The output is the lines below from the one with "let year = now.year();" through the one with "keeps them assigned.", both included, printed exactly and with no other line.

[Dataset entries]
☆ ☆ ☆ ☆ ☆ ☆ ☆
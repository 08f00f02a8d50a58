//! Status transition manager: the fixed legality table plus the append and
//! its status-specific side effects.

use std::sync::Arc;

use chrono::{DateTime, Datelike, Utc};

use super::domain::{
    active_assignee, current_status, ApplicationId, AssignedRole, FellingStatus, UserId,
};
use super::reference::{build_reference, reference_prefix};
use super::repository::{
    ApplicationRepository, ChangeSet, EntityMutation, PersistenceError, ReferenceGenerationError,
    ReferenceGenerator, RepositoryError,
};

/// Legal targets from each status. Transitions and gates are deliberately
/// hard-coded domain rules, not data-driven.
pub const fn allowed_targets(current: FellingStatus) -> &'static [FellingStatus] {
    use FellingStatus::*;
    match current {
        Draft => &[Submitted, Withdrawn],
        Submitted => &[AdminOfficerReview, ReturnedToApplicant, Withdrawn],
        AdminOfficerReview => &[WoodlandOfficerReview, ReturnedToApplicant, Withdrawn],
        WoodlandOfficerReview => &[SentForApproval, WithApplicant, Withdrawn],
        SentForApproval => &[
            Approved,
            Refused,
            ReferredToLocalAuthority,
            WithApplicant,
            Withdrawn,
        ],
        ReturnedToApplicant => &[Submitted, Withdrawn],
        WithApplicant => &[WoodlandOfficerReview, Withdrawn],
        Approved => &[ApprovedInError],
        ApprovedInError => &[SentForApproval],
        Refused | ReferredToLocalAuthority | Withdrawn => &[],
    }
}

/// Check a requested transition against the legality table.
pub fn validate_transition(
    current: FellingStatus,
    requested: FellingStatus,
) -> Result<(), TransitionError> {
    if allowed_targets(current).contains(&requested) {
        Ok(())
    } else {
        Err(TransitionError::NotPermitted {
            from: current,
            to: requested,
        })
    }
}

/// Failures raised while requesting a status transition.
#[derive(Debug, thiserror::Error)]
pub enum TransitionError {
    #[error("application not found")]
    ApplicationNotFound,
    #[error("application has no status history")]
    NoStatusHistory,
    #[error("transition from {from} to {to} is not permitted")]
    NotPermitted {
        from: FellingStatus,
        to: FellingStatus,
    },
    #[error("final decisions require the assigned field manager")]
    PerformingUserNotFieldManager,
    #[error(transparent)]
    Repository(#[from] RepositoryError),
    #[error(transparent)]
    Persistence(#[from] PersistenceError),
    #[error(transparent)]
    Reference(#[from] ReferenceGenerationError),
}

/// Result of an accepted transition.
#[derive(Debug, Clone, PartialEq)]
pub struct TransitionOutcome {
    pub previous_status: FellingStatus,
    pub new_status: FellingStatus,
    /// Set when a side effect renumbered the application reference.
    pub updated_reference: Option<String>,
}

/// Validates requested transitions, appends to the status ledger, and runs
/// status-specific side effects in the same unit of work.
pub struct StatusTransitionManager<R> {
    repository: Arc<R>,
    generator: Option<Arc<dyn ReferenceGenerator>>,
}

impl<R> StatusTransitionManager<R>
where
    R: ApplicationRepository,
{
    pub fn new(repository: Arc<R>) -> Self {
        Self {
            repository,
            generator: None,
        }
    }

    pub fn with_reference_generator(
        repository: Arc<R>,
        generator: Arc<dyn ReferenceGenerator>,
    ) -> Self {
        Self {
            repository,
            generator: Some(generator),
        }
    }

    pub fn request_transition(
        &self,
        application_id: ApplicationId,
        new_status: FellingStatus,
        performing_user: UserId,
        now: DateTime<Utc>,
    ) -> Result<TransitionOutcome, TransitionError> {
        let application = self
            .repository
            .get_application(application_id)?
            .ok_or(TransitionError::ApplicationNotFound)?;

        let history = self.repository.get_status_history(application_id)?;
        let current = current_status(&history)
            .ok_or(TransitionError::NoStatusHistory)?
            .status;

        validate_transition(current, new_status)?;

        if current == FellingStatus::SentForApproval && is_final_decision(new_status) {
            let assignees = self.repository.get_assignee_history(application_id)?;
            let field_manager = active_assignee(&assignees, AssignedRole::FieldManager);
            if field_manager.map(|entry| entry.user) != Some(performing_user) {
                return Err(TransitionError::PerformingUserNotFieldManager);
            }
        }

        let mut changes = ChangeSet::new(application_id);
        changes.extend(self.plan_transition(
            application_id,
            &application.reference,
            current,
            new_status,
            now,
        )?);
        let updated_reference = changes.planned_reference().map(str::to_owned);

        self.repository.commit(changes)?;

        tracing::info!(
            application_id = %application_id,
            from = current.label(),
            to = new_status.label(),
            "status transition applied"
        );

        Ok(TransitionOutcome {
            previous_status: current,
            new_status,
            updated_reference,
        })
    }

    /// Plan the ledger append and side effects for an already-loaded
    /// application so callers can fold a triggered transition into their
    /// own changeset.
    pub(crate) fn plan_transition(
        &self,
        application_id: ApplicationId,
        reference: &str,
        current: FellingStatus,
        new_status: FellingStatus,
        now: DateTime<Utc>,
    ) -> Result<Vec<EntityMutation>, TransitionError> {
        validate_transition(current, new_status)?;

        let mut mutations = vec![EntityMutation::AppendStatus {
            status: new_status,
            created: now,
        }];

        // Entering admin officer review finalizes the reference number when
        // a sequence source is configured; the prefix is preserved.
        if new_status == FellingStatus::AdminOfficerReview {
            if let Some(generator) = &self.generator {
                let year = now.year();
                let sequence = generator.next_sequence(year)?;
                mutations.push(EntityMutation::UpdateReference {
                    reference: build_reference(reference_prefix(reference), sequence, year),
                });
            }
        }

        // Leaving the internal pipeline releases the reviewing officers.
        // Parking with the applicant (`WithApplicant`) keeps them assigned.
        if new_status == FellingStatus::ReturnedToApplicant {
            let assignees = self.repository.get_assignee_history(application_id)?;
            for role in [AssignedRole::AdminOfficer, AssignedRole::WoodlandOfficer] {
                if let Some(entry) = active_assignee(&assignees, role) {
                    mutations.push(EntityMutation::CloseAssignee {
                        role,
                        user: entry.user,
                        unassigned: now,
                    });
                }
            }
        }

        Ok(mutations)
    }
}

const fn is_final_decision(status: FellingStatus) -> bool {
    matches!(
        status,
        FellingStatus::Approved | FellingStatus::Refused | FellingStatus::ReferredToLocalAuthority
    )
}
☆ ☆ ☆ ☆ ☆ ☆ ☆
→ Response to the task
                let year = now.year();
                let sequence = generator.next_sequence(year)?;
                mutations.push(EntityMutation::UpdateReference {
                    reference: build_reference(reference_prefix(reference), sequence, year),
                });
            }
        }

        // Leaving the internal pipeline releases the reviewing officers.
        // Parking with the applicant (`WithApplicant`) keeps them assigned.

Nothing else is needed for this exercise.